**Activity**: Look for the string "merging" in the data below, and copy each line that holds it.

**Data to process**:

//! Per-pair conversation record.

use crate::agent::value_objects::AgentId;
use serde::{Deserialize, Serialize};

/// Kind of a transcript entry.
#[derive(Debug, Clone, Copy, PartialEq, Eq, Serialize, Deserialize)]
#[serde(rename_all = "snake_case")]
pub enum EntryKind {
    /// Opening argument of a round, from the initiating agent
    Message,
    /// Response from the other participant
    Reply,
}

impl EntryKind {
    pub fn as_str(&self) -> &'static str {
        match self {
            EntryKind::Message => "message",
            EntryKind::Reply => "reply",
        }
    }
}

/// One exchange in a debate.
#[derive(Debug, Clone, PartialEq, Eq, Serialize, Deserialize)]
pub struct TranscriptEntry {
    pub speaker: AgentId,
    pub kind: EntryKind,
    pub content: String,
}

/// Shared conversation between the two participants of a single debate.
///
/// Used as reasoner context for that pair only; it is dropped when the
/// debate ends.
#[derive(Debug, Clone, Default, PartialEq, Eq, Serialize, Deserialize)]
pub struct Transcript {
    entries: Vec<TranscriptEntry>,
}

impl Transcript {
    pub fn new() -> Self {
        Self::default()
    }

    pub fn push(&mut self, speaker: AgentId, kind: EntryKind, content: impl Into<String>) {
        self.entries.push(TranscriptEntry {
            speaker,
            kind,
            content: content.into(),
        });
    }

    pub fn entries(&self) -> &[TranscriptEntry] {
        &self.entries
    }

    pub fn len(&self) -> usize {
        self.entries.len()
    }

    pub fn is_empty(&self) -> bool {
        self.entries.is_empty()
    }

    /// Render the transcript as prompt context.
    pub fn render(&self) -> String {
        if self.entries.is_empty() {
            return "(no prior discussion)".to_string();
        }
        self.entries
            .iter()
            .map(|e| format!("Agent {} ({}): {}", e.speaker, e.kind.as_str(), e.content))
            .collect::<Vec<_>>()
            .join("\n\n")
    }
}

#[cfg(test)]
mod tests {
    use super::*;

    #[test]
    fn test_empty_render() {
        let t = Transcript::new();
        assert!(t.is_empty());
        assert_eq!(t.render(), "(no prior discussion)");
    }

    #[test]
    fn test_render_in_order() {
        let mut t = Transcript::new();
        t.push(AgentId::new(1), EntryKind::Message, "I think 42");
        t.push(AgentId::new(2), EntryKind::Reply, "I think 41");

        assert_eq!(t.len(), 2);
        assert_eq!(
            t.render(),
            "Agent 1 (message): I think 42\n\nAgent 2 (reply): I think 41"
        );
    }
}
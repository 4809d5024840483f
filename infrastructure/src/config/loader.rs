//! Configuration file loader with multi-source merging

use super::file_config::FileConfig;
use figment::{
    Figment,
    providers::{Env, Format, Serialized, Toml},
};
use std::path::{Path, PathBuf};

const PROJECT_CONFIG_FILES: [&str; 2] = ["agora.toml", ".agora.toml"];

/// Configuration loader that handles file discovery and merging
pub struct ConfigLoader;

impl ConfigLoader {
    /// Load configuration from all sources with proper priority
    ///
    /// Priority (highest to lowest):
    /// 1. `AGORA_` environment variables (`__` separates sections,
    ///    e.g. `AGORA_SIMULATION__MAX_ROUNDS_PER_PAIR=5`)
    /// 2. Explicit config path (if provided)
    /// 3. Project root: `./agora.toml` or `./.agora.toml`
    /// 4. XDG config: `$XDG_CONFIG_HOME/agora/config.toml`
    /// 5. Default values
    pub fn load(config_path: Option<&PathBuf>) -> Result<FileConfig, Box<figment::Error>> {
        let mut figment = Figment::new().merge(Serialized::defaults(FileConfig::default()));

        // Add global config (XDG or fallback)
        if let Some(global_path) = Self::global_config_path()
            && global_path.exists()
        {
            figment = figment.merge(Toml::file(&global_path));
        }

        // Add project-level config file (first name found wins)
        if let Some(path) = Self::project_config_path() {
            figment = figment.merge(Toml::file(&path));
        }

        // Add explicit config path (highest priority for files)
        if let Some(path) = config_path {
            figment = figment.merge(Toml::file(path));
        }

        figment = figment.merge(Env::prefixed("AGORA_").split("__"));

        figment.extract().map_err(Box::new)
    }

    /// Load a single file over the defaults, ignoring every other source
    pub fn load_file(path: &Path) -> Result<FileConfig, Box<figment::Error>> {
        Figment::new()
            .merge(Serialized::defaults(FileConfig::default()))
            .merge(Toml::file(path))
            .extract()
            .map_err(Box::new)
    }

    /// Load only default configuration (for --no-config)
    pub fn load_defaults() -> FileConfig {
        FileConfig::default()
    }

    /// Get the global config file path
    ///
    /// Returns XDG_CONFIG_HOME/agora/config.toml if set,
    /// otherwise falls back to ~/.config/agora/config.toml
    pub fn global_config_path() -> Option<PathBuf> {
        dirs::config_dir().map(|d| d.join("agora").join("config.toml"))
    }

    /// Get the project-level config file path (if it exists)
    pub fn project_config_path() -> Option<PathBuf> {
        PROJECT_CONFIG_FILES
            .iter()
            .map(PathBuf::from)
            .find(|path| path.exists())
    }

    /// Print the config file locations being used (for debugging)
    pub fn print_config_sources() {
        println!("Configuration sources (in priority order):");
        println!("  [     ] Env:     AGORA_* variables");

        // Project config
        if let Some(path) = Self::project_config_path() {
            println!("  [FOUND] Project: {}", path.display());
        } else {
            println!("  [     ] Project: ./agora.toml or ./.agora.toml");
        }

        // Global config
        if let Some(path) = Self::global_config_path() {
            if path.exists() {
                println!("  [FOUND] Global:  {}", path.display());
            } else {
                println!("  [     ] Global:  {}", path.display());
            }
        }

        println!("  [     ] Default: built-in defaults");
    }
}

**Worked solution**:
//! Configuration file loader with multi-source merging
/// Configuration loader that handles file discovery and merging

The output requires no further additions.